Search the material for the string "join", then return every line where it is found.
━━━ Material shown ━━━
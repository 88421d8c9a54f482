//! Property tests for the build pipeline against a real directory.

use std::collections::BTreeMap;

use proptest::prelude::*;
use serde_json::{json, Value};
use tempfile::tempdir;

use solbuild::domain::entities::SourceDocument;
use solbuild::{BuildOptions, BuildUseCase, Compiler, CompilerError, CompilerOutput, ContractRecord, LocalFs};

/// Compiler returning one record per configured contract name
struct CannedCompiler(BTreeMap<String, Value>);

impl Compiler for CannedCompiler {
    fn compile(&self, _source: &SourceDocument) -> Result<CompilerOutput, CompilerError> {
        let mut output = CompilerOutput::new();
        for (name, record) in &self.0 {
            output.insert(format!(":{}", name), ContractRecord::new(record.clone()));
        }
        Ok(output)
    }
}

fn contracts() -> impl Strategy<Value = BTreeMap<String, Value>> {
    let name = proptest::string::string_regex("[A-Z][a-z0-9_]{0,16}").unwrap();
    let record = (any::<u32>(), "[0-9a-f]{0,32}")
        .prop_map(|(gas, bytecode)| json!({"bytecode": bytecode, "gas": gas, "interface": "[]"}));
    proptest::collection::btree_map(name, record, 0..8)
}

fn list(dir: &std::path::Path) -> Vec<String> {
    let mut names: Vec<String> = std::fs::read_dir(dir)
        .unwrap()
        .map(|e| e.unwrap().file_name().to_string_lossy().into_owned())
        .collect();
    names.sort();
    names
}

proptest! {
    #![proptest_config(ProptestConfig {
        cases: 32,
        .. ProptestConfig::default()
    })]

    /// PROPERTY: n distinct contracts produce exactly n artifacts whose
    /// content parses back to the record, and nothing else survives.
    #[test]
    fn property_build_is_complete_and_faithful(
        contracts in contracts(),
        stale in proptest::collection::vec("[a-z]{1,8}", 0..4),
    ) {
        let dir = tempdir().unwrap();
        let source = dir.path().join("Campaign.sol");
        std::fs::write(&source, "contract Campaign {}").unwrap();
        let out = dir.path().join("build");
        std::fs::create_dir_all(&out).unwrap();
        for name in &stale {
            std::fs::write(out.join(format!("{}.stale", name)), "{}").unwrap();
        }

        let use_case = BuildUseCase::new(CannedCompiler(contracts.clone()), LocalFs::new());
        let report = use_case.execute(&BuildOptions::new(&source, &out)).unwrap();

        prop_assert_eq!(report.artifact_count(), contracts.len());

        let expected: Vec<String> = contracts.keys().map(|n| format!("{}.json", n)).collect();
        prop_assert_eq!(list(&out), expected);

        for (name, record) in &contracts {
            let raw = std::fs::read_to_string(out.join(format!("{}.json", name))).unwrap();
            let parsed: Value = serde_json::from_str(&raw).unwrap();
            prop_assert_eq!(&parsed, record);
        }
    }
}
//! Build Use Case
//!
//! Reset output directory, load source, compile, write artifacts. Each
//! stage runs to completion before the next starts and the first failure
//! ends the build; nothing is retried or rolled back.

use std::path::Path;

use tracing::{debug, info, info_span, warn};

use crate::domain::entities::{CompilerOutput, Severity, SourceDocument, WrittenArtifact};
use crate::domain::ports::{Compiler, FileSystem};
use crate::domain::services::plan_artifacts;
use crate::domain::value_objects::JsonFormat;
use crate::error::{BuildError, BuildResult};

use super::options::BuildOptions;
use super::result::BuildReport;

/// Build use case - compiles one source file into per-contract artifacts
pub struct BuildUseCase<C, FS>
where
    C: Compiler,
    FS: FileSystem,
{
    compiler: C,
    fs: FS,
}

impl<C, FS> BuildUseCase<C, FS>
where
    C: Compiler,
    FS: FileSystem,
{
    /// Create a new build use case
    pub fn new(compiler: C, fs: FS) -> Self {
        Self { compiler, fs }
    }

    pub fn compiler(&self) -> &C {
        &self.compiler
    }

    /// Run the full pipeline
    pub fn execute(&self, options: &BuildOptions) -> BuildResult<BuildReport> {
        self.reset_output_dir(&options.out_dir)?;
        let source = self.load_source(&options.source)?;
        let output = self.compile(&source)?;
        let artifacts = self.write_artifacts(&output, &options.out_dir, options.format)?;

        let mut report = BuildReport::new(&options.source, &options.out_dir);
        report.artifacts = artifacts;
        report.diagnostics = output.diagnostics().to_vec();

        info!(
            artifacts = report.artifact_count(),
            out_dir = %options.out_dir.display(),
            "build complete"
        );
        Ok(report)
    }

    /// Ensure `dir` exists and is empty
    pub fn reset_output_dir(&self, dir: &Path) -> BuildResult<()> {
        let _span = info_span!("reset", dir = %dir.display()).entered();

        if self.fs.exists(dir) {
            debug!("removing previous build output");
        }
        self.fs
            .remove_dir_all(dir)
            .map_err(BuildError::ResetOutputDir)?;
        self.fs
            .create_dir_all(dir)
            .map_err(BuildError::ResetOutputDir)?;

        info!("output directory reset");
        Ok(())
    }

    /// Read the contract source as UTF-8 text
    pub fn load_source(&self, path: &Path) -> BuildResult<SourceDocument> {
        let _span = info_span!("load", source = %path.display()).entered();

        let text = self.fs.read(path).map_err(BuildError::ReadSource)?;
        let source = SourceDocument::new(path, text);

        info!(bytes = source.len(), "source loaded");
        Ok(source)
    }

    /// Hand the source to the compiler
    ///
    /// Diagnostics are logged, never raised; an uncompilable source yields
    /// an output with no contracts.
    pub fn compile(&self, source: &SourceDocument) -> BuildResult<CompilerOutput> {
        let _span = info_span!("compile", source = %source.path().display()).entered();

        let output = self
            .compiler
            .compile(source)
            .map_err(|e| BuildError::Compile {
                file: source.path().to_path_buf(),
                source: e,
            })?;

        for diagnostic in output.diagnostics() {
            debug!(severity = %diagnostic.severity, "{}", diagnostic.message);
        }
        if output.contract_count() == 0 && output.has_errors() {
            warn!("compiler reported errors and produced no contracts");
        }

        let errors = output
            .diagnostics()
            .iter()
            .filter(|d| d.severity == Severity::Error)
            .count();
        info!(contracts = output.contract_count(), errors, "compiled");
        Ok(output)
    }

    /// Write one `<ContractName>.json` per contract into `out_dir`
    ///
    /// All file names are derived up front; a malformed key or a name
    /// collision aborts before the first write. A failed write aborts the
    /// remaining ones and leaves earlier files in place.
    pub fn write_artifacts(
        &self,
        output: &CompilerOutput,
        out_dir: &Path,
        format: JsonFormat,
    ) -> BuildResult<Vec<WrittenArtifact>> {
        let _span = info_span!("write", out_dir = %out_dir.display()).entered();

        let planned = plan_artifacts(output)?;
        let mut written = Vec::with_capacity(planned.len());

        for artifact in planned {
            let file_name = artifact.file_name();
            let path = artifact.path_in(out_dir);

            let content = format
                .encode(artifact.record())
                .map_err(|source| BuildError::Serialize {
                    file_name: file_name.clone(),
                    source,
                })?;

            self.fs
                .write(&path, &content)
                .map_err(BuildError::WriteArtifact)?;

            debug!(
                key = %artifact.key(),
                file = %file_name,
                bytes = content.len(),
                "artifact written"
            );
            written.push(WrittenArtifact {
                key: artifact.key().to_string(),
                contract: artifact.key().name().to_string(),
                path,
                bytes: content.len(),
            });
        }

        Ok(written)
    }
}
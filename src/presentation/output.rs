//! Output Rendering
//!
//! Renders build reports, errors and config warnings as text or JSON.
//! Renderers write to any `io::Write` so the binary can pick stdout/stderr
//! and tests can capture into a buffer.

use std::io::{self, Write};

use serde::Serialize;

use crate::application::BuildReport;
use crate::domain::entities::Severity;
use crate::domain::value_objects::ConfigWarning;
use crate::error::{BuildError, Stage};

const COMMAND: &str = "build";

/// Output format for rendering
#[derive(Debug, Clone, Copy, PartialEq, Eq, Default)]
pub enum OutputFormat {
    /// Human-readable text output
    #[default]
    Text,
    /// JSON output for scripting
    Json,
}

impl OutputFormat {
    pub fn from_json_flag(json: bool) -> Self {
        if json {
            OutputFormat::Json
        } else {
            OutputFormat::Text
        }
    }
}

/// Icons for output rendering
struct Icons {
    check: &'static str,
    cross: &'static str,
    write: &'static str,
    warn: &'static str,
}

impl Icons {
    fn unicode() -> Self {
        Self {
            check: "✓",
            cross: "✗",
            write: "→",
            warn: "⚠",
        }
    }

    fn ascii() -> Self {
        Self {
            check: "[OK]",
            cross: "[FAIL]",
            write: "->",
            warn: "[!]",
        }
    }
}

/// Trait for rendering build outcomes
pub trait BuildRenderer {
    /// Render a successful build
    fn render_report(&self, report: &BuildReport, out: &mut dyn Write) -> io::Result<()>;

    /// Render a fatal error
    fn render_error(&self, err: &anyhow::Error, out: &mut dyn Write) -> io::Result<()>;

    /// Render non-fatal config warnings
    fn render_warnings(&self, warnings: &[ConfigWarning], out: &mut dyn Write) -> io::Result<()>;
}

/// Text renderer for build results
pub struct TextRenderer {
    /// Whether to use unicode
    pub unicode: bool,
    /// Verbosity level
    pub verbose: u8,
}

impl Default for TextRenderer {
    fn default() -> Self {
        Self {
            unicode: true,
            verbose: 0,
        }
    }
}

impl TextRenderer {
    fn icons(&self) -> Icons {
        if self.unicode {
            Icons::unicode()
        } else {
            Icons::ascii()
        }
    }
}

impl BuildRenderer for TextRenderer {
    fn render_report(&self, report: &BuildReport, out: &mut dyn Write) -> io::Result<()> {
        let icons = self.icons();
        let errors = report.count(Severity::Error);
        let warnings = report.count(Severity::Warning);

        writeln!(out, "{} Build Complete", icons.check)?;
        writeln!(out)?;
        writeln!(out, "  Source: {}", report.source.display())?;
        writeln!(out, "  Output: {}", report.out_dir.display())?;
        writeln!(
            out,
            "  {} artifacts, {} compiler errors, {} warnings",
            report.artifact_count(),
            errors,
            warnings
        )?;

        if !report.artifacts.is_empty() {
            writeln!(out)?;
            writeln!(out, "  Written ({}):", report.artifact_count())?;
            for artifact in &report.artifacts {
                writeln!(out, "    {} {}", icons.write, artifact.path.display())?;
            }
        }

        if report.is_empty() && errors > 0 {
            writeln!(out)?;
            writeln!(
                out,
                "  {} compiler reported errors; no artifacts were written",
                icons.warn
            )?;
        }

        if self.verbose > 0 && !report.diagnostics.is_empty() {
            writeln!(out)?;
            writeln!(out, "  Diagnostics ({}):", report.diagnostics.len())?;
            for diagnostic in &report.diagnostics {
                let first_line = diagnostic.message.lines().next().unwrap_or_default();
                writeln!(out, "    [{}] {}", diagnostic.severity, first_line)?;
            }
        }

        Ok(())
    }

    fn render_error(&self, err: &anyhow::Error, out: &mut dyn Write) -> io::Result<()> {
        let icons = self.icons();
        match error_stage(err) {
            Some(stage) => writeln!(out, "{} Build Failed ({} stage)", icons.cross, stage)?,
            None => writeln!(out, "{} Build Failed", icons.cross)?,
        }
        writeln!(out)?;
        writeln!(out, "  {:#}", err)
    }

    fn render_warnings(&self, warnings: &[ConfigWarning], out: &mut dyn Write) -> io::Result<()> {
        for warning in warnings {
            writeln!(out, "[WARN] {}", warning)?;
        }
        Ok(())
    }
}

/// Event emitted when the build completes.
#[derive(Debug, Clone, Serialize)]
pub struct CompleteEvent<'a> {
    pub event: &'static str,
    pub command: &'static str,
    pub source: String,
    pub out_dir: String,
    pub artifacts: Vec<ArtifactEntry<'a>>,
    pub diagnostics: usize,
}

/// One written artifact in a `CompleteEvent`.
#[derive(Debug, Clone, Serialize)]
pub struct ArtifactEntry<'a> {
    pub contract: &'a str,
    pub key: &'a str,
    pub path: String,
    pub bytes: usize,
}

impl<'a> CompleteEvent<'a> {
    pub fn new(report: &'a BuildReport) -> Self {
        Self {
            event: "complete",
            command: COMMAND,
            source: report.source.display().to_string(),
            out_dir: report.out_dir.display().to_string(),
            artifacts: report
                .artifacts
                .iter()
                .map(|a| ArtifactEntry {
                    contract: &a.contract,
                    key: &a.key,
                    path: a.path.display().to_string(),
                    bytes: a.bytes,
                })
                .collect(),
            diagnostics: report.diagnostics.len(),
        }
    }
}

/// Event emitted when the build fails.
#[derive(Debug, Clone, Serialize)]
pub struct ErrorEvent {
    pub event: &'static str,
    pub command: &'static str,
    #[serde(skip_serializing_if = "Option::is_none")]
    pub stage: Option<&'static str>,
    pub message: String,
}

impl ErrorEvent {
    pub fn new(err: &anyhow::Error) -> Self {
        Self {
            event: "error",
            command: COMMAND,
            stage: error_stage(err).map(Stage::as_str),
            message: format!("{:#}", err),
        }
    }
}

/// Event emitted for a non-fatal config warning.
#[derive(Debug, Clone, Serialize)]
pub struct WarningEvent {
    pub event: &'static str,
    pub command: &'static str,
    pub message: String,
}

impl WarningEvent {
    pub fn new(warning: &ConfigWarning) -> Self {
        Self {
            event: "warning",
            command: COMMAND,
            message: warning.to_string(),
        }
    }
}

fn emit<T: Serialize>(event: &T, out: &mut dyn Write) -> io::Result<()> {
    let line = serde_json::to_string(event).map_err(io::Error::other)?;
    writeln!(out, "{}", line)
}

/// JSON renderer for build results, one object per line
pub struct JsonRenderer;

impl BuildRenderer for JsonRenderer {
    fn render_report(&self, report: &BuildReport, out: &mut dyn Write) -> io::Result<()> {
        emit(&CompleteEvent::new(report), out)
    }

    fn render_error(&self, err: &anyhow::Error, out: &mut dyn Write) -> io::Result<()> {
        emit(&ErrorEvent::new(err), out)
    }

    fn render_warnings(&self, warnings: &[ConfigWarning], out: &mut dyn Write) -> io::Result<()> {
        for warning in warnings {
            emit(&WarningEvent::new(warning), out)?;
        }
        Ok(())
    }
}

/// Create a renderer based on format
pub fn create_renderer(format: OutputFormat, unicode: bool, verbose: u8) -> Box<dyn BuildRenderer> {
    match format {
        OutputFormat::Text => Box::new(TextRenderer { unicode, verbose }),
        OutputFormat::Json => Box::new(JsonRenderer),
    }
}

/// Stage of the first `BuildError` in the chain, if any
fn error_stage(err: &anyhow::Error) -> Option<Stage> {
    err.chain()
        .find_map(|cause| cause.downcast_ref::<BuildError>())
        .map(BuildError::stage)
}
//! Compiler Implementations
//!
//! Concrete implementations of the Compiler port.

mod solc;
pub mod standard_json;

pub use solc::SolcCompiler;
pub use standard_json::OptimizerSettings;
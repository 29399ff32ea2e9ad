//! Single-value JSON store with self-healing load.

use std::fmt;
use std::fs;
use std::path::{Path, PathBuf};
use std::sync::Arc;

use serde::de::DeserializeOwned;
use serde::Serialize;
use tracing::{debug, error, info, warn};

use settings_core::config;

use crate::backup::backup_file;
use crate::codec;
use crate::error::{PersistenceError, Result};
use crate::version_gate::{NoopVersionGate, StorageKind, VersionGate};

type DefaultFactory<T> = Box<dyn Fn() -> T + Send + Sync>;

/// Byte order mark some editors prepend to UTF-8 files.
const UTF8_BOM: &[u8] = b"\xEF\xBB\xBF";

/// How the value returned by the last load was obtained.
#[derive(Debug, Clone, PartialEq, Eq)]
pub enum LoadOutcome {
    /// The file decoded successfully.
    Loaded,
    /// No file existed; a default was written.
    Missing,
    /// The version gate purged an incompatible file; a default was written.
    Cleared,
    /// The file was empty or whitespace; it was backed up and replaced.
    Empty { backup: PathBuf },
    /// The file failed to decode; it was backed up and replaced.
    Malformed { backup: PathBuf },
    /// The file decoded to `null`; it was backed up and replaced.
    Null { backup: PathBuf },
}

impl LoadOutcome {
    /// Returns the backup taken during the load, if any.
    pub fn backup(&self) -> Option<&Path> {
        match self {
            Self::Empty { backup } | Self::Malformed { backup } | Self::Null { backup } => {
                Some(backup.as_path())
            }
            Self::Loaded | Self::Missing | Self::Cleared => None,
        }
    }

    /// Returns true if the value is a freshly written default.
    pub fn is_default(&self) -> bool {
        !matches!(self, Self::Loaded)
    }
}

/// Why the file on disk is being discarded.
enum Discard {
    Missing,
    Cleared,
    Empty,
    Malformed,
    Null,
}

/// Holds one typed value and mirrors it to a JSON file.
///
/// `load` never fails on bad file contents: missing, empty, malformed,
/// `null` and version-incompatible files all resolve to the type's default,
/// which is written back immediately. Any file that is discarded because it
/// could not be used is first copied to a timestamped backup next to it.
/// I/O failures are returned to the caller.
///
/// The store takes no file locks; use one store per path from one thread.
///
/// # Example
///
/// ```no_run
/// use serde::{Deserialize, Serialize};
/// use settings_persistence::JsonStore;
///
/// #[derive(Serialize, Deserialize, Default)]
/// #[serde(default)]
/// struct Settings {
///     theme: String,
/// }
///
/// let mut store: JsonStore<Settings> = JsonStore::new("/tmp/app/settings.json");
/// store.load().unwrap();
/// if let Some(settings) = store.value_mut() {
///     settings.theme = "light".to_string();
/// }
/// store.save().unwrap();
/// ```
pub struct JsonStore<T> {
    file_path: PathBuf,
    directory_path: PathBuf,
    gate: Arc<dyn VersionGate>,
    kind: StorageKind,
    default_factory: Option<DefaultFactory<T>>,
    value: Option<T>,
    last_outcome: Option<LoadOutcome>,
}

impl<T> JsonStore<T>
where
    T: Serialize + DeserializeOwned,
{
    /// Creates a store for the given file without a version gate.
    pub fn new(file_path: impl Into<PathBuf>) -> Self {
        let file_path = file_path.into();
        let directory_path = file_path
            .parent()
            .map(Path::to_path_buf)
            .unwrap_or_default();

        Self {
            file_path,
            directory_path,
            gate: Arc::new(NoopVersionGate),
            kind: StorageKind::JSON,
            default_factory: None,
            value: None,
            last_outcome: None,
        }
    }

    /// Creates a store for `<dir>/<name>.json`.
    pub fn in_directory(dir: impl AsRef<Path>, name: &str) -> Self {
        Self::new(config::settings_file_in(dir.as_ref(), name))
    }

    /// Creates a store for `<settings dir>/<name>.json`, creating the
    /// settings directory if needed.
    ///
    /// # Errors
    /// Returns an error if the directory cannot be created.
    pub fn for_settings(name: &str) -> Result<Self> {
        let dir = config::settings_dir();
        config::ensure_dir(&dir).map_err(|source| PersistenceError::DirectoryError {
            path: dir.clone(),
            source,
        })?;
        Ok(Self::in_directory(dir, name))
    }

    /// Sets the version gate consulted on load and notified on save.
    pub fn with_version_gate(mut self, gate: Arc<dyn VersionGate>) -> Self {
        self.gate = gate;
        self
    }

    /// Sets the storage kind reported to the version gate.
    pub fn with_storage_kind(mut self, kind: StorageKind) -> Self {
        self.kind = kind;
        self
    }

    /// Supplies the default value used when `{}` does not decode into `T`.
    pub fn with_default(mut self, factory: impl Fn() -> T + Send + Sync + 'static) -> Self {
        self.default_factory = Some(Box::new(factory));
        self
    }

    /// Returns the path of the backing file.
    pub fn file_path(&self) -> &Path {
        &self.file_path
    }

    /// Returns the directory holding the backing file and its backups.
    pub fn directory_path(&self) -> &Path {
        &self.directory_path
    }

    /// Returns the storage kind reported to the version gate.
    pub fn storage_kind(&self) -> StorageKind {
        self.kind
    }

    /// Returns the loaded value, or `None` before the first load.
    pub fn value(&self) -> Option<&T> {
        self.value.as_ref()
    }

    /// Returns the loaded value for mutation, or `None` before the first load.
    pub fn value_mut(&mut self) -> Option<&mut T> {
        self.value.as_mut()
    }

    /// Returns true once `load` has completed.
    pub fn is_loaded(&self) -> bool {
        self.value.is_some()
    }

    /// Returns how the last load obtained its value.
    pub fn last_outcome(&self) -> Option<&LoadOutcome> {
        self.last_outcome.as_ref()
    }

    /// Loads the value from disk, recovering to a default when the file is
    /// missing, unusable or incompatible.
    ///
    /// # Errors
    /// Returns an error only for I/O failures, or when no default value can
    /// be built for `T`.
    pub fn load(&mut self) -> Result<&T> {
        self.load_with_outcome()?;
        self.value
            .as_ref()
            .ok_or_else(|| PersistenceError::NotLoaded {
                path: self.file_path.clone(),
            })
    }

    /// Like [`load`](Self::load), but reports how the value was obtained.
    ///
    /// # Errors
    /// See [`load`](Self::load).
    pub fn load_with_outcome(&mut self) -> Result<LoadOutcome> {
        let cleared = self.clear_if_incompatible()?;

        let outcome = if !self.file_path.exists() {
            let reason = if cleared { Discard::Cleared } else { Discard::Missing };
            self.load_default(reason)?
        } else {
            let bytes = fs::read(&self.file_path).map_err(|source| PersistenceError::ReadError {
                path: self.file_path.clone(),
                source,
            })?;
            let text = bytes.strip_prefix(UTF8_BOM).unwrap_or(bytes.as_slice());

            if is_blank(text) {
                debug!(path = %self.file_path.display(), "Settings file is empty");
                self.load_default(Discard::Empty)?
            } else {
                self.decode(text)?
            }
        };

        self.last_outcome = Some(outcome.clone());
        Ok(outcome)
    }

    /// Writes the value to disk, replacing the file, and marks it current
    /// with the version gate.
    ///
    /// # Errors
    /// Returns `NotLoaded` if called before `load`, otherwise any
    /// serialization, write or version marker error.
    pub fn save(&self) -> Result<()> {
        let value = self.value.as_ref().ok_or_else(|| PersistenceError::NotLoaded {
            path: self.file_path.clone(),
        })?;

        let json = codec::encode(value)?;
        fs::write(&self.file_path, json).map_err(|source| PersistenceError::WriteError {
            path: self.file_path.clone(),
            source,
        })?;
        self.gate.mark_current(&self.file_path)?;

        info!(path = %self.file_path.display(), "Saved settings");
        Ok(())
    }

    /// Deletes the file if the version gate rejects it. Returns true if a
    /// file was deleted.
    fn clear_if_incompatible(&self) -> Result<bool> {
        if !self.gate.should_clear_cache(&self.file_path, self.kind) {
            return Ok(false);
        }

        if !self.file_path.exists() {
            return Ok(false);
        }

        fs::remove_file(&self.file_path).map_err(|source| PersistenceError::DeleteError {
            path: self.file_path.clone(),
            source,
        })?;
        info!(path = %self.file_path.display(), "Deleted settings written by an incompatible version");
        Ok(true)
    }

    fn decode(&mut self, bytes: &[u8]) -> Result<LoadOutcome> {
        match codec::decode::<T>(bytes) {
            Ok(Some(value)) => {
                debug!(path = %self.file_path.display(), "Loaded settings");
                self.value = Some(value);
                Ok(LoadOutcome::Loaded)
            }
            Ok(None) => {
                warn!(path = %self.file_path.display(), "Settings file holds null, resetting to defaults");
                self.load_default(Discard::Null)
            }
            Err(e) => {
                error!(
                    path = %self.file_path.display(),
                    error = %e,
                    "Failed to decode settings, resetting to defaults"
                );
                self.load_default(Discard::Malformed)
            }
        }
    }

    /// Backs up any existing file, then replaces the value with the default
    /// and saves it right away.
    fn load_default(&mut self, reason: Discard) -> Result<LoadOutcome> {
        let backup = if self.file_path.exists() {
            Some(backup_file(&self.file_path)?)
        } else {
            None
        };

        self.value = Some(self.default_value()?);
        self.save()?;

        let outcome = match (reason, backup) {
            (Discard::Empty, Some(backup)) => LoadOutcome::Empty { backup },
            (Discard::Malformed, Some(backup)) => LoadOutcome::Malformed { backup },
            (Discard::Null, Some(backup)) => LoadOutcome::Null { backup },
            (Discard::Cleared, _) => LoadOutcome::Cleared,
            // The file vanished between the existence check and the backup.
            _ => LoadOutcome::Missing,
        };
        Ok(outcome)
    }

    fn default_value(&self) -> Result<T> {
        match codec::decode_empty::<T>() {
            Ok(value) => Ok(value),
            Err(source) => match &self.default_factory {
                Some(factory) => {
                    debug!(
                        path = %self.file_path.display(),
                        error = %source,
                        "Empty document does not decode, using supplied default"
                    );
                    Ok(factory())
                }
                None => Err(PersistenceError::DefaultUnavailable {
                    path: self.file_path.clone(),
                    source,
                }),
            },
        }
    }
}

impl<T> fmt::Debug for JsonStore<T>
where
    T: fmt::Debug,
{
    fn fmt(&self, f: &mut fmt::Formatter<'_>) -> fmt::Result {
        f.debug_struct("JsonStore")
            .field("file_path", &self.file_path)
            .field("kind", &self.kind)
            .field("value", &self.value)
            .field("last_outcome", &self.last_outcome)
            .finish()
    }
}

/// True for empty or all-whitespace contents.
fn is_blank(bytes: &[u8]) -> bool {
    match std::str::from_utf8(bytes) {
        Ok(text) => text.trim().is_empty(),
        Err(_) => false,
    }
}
━━━
Task solution –
        let source = dir.path().join("Campaign.sol");
        let out = dir.path().join("build");
            std::fs::write(out.join(format!("{}.stale", name)), "{}").unwrap();
            let raw = std::fs::read_to_string(out.join(format!("{}.json", name))).unwrap();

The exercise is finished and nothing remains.